A number of electives in Music Technology are offered on a regular basis.  They include:

Music 095: Creativity, Music, and Technology.
Professor Kathryn Alexander.
The developmental history of technology in music creativity, with attention to aesthetics, invention, and repertoire. Focus on genres of technological music, including electroacoustic, musique concrete, synthetic, tape, electronica, and interactive performance, as well as sound design in visual media.

Music 325: Fundamentals Of Music, Multimedia Art and Technology.  
Professor Konrad Kaczmarek. 
A study of fundamental principles of electroacoustic music and multimedia technology. Investigation of acoustics, psychoacoustics, sound recording and reproduction, digital audio, image processing, and computer graphics. Exercises in synthesis and signal processing, MIDI, animation, and digital video. Prerequisite: Familiarity with music notation. Enrollment limited to 25 students.

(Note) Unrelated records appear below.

use winit::window::{Window, WindowId};

use crate::coords::{ColorRgba, Viewport};
use crate::device::{Gpu, SurfaceErrorAction};
use crate::render::{RenderCtx, RenderTarget};
use crate::time::{FrameClock, FrameTime};
use crate::window::RuntimeCtx;

use super::app::AppControl;

/// Per-window handles and immutable window metadata.
pub struct WindowCtx<'a> {
    pub id: WindowId,
    pub window: &'a Window,
}

impl<'a> WindowCtx<'a> {
    pub fn set_title(&self, title: &str) {
        self.window.set_title(title);
    }
}

/// Per-frame context passed to `core::App::on_frame`.
///
/// Lifetimes:
/// - `'a` is the duration of the callback invocation
/// - `'w` is the window-borrow lifetime carried by `Gpu<'w>`
pub struct FrameCtx<'a, 'w> {
    pub window: WindowCtx<'a>,
    pub gpu: &'a mut Gpu<'w>,
    pub time: FrameTime,
    /// The window's clock; pausing or restarting it shapes the next `time`.
    pub clock: &'a mut FrameClock,
    pub runtime: &'a mut RuntimeCtx,
}

impl<'a, 'w> FrameCtx<'a, 'w> {
    /// Clears the surface with `clear`, calls `draw` with a ready [`RenderCtx`]
    /// and [`RenderTarget`], then presents the frame.
    ///
    /// Off-screen passes recorded by `draw` on `target.encoder` run before
    /// any later pass on the same encoder.
    pub fn render<F>(&mut self, clear: ColorRgba, draw: F) -> AppControl
    where
        F: FnOnce(&RenderCtx<'_>, &mut RenderTarget<'_>),
    {
        let viewport: Viewport = self.gpu.size().into();

        let mut frame = match self.gpu.begin_frame() {
            Ok(f) => f,
            Err(err) => {
                log::debug!("surface acquire failed: {err}");
                let action = self.gpu.handle_surface_error(err);
                if action == SurfaceErrorAction::Fatal {
                    log::error!("surface lost for good, exiting");
                    return AppControl::Exit;
                }
                return AppControl::Continue;
            }
        };

        // Clear pass; dropped before the encoder is lent to `draw`.
        {
            let _rpass = frame.encoder.begin_render_pass(&wgpu::RenderPassDescriptor {
                label: Some("flowfield clear"),
                color_attachments: &[Some(wgpu::RenderPassColorAttachment {
                    view: &frame.view,
                    resolve_target: None,
                    ops: wgpu::Operations {
                        load: wgpu::LoadOp::Clear(clear.to_wgpu()),
                        store: wgpu::StoreOp::Store,
                    },
                    depth_slice: None,
                })],
                depth_stencil_attachment: None,
                timestamp_writes: None,
                occlusion_query_set: None,
                multiview_mask: None,
            });
        }

        let rctx = RenderCtx::new(
            self.gpu.device(),
            self.gpu.queue(),
            self.gpu.surface_format(),
            viewport,
        );

        // RenderTarget borrows frame.encoder; dropped before submit() takes frame.
        {
            let mut target = RenderTarget::new(&mut frame.encoder, &frame.view);
            draw(&rctx, &mut target);
        }

        self.window.window.pre_present_notify();
        self.gpu.submit(frame);

        AppControl::Continue
    }
}
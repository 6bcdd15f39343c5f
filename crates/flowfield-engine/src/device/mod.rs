//! GPU device + surface management.
//!
//! This module is responsible for:
//! - creating the wgpu Instance/Adapter/Device/Queue
//! - creating & configuring the Surface (swapchain)
//! - acquiring frames and providing encoders/views for rendering
//!
//! Off-screen simulation targets are not managed here; they belong to `gpgpu`.

mod context;
mod error;
mod frame;
mod init;
mod surface;

pub use context::Gpu;
pub use error::SurfaceErrorAction;
pub use frame::GpuFrame;
pub use init::GpuInit;
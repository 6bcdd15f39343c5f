//! Frame timing.
//!
//! One `FrameClock` per window; `tick()` once per presented frame yields the
//! `dt`/`elapsed` pair the simulation parameters are advanced with.

mod frame_clock;

pub use frame_clock::{FrameClock, FrameTime};
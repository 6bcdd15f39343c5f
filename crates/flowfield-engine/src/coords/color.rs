/// Linear RGBA color.
///
/// Values are linear; the sRGB surface formats encode on write.
#[derive(Debug, Copy, Clone, Default, PartialEq)]
pub struct ColorRgba {
    pub r: f32,
    pub g: f32,
    pub b: f32,
    pub a: f32,
}

impl ColorRgba {
    #[inline]
    pub const fn new(r: f32, g: f32, b: f32, a: f32) -> Self {
        Self { r, g, b, a }
    }

    #[inline]
    pub const fn black() -> Self {
        Self::new(0.0, 0.0, 0.0, 1.0)
    }

    #[inline]
    pub const fn white() -> Self {
        Self::new(1.0, 1.0, 1.0, 1.0)
    }

    /// Opaque color from a `0xRRGGBB` sRGB literal.
    pub fn from_hex(rgb: u32) -> Self {
        let channel = |shift: u32| srgb_to_linear(((rgb >> shift) & 0xff) as f32 / 255.0);
        Self::new(channel(16), channel(8), channel(0), 1.0)
    }

    #[inline]
    pub fn rgb(self) -> [f32; 3] {
        [self.r, self.g, self.b]
    }

    /// Linear interpolation, `t` clamped to `[0, 1]`.
    pub fn lerp(self, other: Self, t: f32) -> Self {
        let t = t.clamp(0.0, 1.0);
        Self::new(
            self.r + (other.r - self.r) * t,
            self.g + (other.g - self.g) * t,
            self.b + (other.b - self.b) * t,
            self.a + (other.a - self.a) * t,
        )
    }

    pub fn to_wgpu(self) -> wgpu::Color {
        wgpu::Color {
            r: self.r as f64,
            g: self.g as f64,
            b: self.b as f64,
            a: self.a as f64,
        }
    }
}

fn srgb_to_linear(c: f32) -> f32 {
    if c <= 0.04045 {
        c / 12.92
    } else {
        ((c + 0.055) / 1.055).powf(2.4)
    }
}

#[cfg(test)]
mod tests {
    use super::*;

    #[test]
    fn hex_extremes() {
        assert_eq!(ColorRgba::from_hex(0x000000), ColorRgba::black());
        assert_eq!(ColorRgba::from_hex(0xffffff), ColorRgba::white());
    }

    #[test]
    fn hex_is_linearized() {
        let c = ColorRgba::from_hex(0x808080);
        assert!((c.r - 0.2158).abs() < 1.0e-3, "got {}", c.r);
        assert_eq!(c.r, c.g);
    }

    #[test]
    fn lerp_clamps() {
        let a = ColorRgba::black();
        let b = ColorRgba::white();
        assert_eq!(a.lerp(b, 2.0), b);
        assert_eq!(a.lerp(b, 0.5).g, 0.5);
    }
}
//! GPU-resident simulation: state textures plus the integration pass.
//!
//! Mirrors `flowfield_sim::Simulation`, with the rule running as a fragment
//! shader over the whole state surface instead of a CPU loop.

mod integrate;
mod state_textures;

pub use integrate::{IntegratePass, STEPS_PER_SUBMIT};
pub use state_textures::{GpuStateStore, STATE_FORMAT};

use anyhow::Result;
use flowfield_sim::{SimulationParams, StateStore};

use crate::render::RenderCtx;

/// A [`GpuStateStore`] driven by an [`IntegratePass`].
pub struct GpuSimulation {
    state: GpuStateStore,
    pass: IntegratePass,
    steps: u64,
}

impl GpuSimulation {
    /// Uploads `store` (seed and current surface) to the GPU.
    pub fn new(ctx: &RenderCtx<'_>, store: &StateStore) -> Result<Self> {
        Ok(Self {
            state: GpuStateStore::new(ctx.device, ctx.queue, store)?,
            pass: IntegratePass::new(),
            steps: 0,
        })
    }

    #[inline]
    pub fn state(&self) -> &GpuStateStore {
        &self.state
    }

    /// Steps recorded since creation or the last reset.
    #[inline]
    pub fn steps(&self) -> u64 {
        self.steps
    }

    /// Records one step on `encoder`; later passes on it see the result.
    ///
    /// Up to [`STEPS_PER_SUBMIT`] steps may be recorded before the encoder is
    /// submitted.
    pub fn step(
        &mut self,
        ctx: &RenderCtx<'_>,
        encoder: &mut wgpu::CommandEncoder,
        params: &SimulationParams,
    ) {
        self.pass.encode(ctx, encoder, &mut self.state, params);
        self.steps += 1;
    }

    /// Restores the readable surface from `store`, which should be freshly
    /// reset.
    pub fn reset(&mut self, queue: &wgpu::Queue, store: &StateStore) {
        self.state.upload_current(queue, store);
        self.steps = 0;
    }
}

Music 395: Compositional Applications in Music, Multimedia Art, and Technology.  
Professor Kathryn Alexander.
An applied study of practical software and hardware applications in music and multimedia art. Advanced topics include:  digital synthesis and sampling, patch design, digital audio effects, digital recording and mixing, digital audio workstations, MIDI controllers, image editing, animation, video production, media encoding, and content delivery. Prerequisite: Familiarity with music notation. Enrollment limited to 20 students.

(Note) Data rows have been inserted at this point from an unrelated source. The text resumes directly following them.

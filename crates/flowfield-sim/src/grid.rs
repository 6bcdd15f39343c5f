use crate::SimError;

/// Integer texel coordinate inside the square state grid.
#[derive(Debug, Copy, Clone, Default, PartialEq, Eq, Hash)]
pub struct GridCoord {
    pub x: u32,
    pub y: u32,
}

impl GridCoord {
    #[inline]
    pub const fn new(x: u32, y: u32) -> Self {
        Self { x, y }
    }
}

/// Stable bijection between particle indices and cells of a square grid.
///
/// The grid is the smallest square that can hold every particle
/// (`size = ceil(sqrt(count))`). Particles fill it row-major; the trailing
/// `size² - count` cells are padding and are never addressed by a particle.
///
/// The mapping is a pure function of `count`; two mappings built from the same
/// count are identical.
#[derive(Debug, Copy, Clone, PartialEq, Eq)]
pub struct GridMapping {
    count: usize,
    size: u32,
}

impl GridMapping {
    /// Builds the mapping for `count` particles.
    pub fn new(count: usize) -> Result<Self, SimError> {
        Self::with_max_size(count, u32::MAX)
    }

    /// Builds the mapping and rejects grids wider than `max_size` texels.
    ///
    /// `max_size` is usually the device's `max_texture_dimension_2d`.
    pub fn with_max_size(count: usize, max_size: u32) -> Result<Self, SimError> {
        if count == 0 {
            return Err(SimError::EmptyParticleSet);
        }

        let side = ceil_sqrt(count);
        if side > max_size as u64 {
            return Err(SimError::GridTooLarge {
                size: u32::try_from(side).unwrap_or(u32::MAX),
                max: max_size,
            });
        }

        Ok(Self {
            count,
            // `side <= max_size <= u32::MAX` after the check above.
            size: side as u32,
        })
    }

    /// Number of real particles.
    #[inline]
    pub fn count(&self) -> usize {
        self.count
    }

    /// Width and height of the grid, in texels.
    #[inline]
    pub fn size(&self) -> u32 {
        self.size
    }

    /// Total number of cells, including padding.
    #[inline]
    pub fn cell_count(&self) -> usize {
        self.size as usize * self.size as usize
    }

    /// Number of padding cells that no particle maps to.
    #[inline]
    pub fn padding(&self) -> usize {
        self.cell_count() - self.count
    }

    /// Grid cell of particle `index`, or `None` when out of range.
    pub fn coord(&self, index: usize) -> Option<GridCoord> {
        if index >= self.count {
            return None;
        }
        let size = self.size as usize;
        Some(GridCoord::new((index % size) as u32, (index / size) as u32))
    }

    /// Texel-centred texture coordinate of particle `index`.
    ///
    /// The half-texel offset places the sample point in the middle of the texel
    /// so that no filtering mode can blend in a neighbour.
    pub fn uv(&self, index: usize) -> Option<[f32; 2]> {
        let c = self.coord(index)?;
        let size = self.size as f32;
        Some([(c.x as f32 + 0.5) / size, (c.y as f32 + 0.5) / size])
    }

    /// Row-major linear index of `coord` inside a surface of this grid.
    #[inline]
    pub fn linear(&self, coord: GridCoord) -> usize {
        coord.y as usize * self.size as usize + coord.x as usize
    }

    /// Inverse mapping. Returns `None` for padding cells and out-of-grid coords.
    pub fn index_of(&self, coord: GridCoord) -> Option<usize> {
        if coord.x >= self.size || coord.y >= self.size {
            return None;
        }
        let index = self.linear(coord);
        (index < self.count).then_some(index)
    }

    /// Iterates `(index, coord)` for every particle in index order.
    pub fn iter(&self) -> impl Iterator<Item = (usize, GridCoord)> + '_ {
        (0..self.count).filter_map(move |i| self.coord(i).map(|c| (i, c)))
    }

    /// Per-particle UV attribute array, in index order.
    pub fn uvs(&self) -> Vec<[f32; 2]> {
        (0..self.count).filter_map(|i| self.uv(i)).collect()
    }

    /// Exact texel lookup for a normalized texture coordinate.
    ///
    /// Coordinates outside `[0, 1)` clamp to the edge of the grid; the result is
    /// always a valid cell, but it may be a padding cell.
    pub fn texel_at(&self, uv: [f32; 2]) -> GridCoord {
        let size = self.size as f32;
        let max = self.size - 1;
        let axis = |v: f32| {
            if !v.is_finite() || v <= 0.0 {
                0
            } else {
                ((v * size).floor() as u32).min(max)
            }
        };
        GridCoord::new(axis(uv[0]), axis(uv[1]))
    }
}

/// `ceil(sqrt(n))` without trusting float rounding for large `n`.
///
/// Squares are taken in `u128`, so counts near `usize::MAX` cannot overflow.
fn ceil_sqrt(n: usize) -> u64 {
    let n = n as u128;
    let mut s = (n as f64).sqrt().ceil() as u128;
    while s > 0 && (s - 1) * (s - 1) >= n {
        s -= 1;
    }
    while s * s < n {
        s += 1;
    }
    s as u64
}

#[cfg(test)]
mod tests {
    use super::*;
    use std::collections::HashSet;

    // ── sizing ────────────────────────────────────────────────────────────

    #[test]
    fn zero_particles_is_rejected() {
        assert_eq!(GridMapping::new(0), Err(SimError::EmptyParticleSet));
    }

    #[test]
    fn size_is_ceil_sqrt() {
        let cases = [(1, 1), (2, 2), (4, 2), (5, 3), (9, 3), (10, 4), (16, 4), (17, 5), (1000, 32)];
        for (n, expected) in cases {
            assert_eq!(GridMapping::new(n).unwrap().size(), expected, "n = {n}");
        }
    }

    #[test]
    fn size_is_minimal_for_large_counts() {
        for n in [99_999usize, 100_000, 1 << 20, (1 << 20) + 1, 4_000_000_000] {
            let s = GridMapping::new(n).unwrap().size() as u64;
            assert!(s * s >= n as u64);
            assert!((s - 1) * (s - 1) < n as u64);
        }
    }

    #[test]
    fn grid_over_limit_is_rejected() {
        let err = GridMapping::with_max_size(17, 4).unwrap_err();
        assert_eq!(err, SimError::GridTooLarge { size: 5, max: 4 });
        assert!(GridMapping::with_max_size(16, 4).is_ok());
    }

    #[cfg(target_pointer_width = "64")]
    #[test]
    fn huge_count_is_rejected_without_overflow() {
        let err = GridMapping::new(usize::MAX).unwrap_err();
        assert_eq!(err, SimError::GridTooLarge { size: u32::MAX, max: u32::MAX });

        let largest = (u32::MAX as usize) * (u32::MAX as usize);
        assert_eq!(GridMapping::new(largest).unwrap().size(), u32::MAX);
    }

    #[test]
    fn padding_counts_unused_cells() {
        let g = GridMapping::new(5).unwrap();
        assert_eq!(g.cell_count(), 9);
        assert_eq!(g.padding(), 4);
    }

    // ── mapping ───────────────────────────────────────────────────────────

    #[test]
    fn four_particles_fill_two_by_two() {
        let g = GridMapping::new(4).unwrap();
        assert_eq!(g.size(), 2);
        let coords: Vec<_> = (0..4).map(|i| g.coord(i).unwrap()).collect();
        assert_eq!(
            coords,
            vec![
                GridCoord::new(0, 0),
                GridCoord::new(1, 0),
                GridCoord::new(0, 1),
                GridCoord::new(1, 1),
            ]
        );
    }

    #[test]
    fn mapping_is_injective_and_in_range() {
        for n in 1..=300 {
            let g = GridMapping::new(n).unwrap();
            let mut seen = HashSet::new();
            for (_, c) in g.iter() {
                assert!(c.x < g.size() && c.y < g.size());
                assert!(seen.insert(c), "duplicate cell {c:?} for n = {n}");
            }
            assert_eq!(seen.len(), n);
        }
    }

    #[test]
    fn index_of_inverts_coord() {
        let g = GridMapping::new(7).unwrap();
        for i in 0..7 {
            assert_eq!(g.index_of(g.coord(i).unwrap()), Some(i));
        }
        // (1, 2) is linear index 7: padding.
        assert_eq!(g.index_of(GridCoord::new(1, 2)), None);
        assert_eq!(g.index_of(GridCoord::new(3, 0)), None);
    }

    #[test]
    fn out_of_range_index_has_no_coord() {
        let g = GridMapping::new(3).unwrap();
        assert!(g.coord(3).is_none());
        assert!(g.uv(3).is_none());
    }

    // ── uv ────────────────────────────────────────────────────────────────

    #[test]
    fn uv_is_texel_centred() {
        let g = GridMapping::new(4).unwrap();
        assert_eq!(g.uv(0), Some([0.25, 0.25]));
        assert_eq!(g.uv(1), Some([0.75, 0.25]));
        assert_eq!(g.uv(2), Some([0.25, 0.75]));
        assert_eq!(g.uv(3), Some([0.75, 0.75]));
    }

    #[test]
    fn uv_round_trips_through_texel_at() {
        let g = GridMapping::new(1234).unwrap();
        for (i, c) in g.iter() {
            assert_eq!(g.texel_at(g.uv(i).unwrap()), c);
        }
    }

    #[test]
    fn texel_at_clamps_outside_unit_square() {
        let g = GridMapping::new(9).unwrap();
        assert_eq!(g.texel_at([-0.5, 2.0]), GridCoord::new(0, 2));
        assert_eq!(g.texel_at([1.0, f32::NAN]), GridCoord::new(2, 0));
    }

    #[test]
    fn uvs_has_one_entry_per_particle() {
        let g = GridMapping::new(10).unwrap();
        let uvs = g.uvs();
        assert_eq!(uvs.len(), 10);
        assert_eq!(uvs[9], g.uv(9).unwrap());
    }
}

Music 450: Special Topics in Music, Multimedia Art and Technology.  
Professor Konrad Kaczmarek.
The relationship among tuning, timbre, and harmony; implications for analysis and composition. Topics include equal temperaments, just intonation, microtonal composition, pitch perception, theories of consonance and dissonance, spectral analysis and resynthesis, scale design, and spectral composition.

Music 466: Music and Multimedia Art.  
Professor Konrad Kaczmarek.
A study of the creative interaction among music, multimedia, and technology, and the research, performance, and pedagogical impact of that focus.  Examination of hardware and software and their integration.  Topics include: authoring languages and  hypertext and hypermedia issues in software design, development, and use.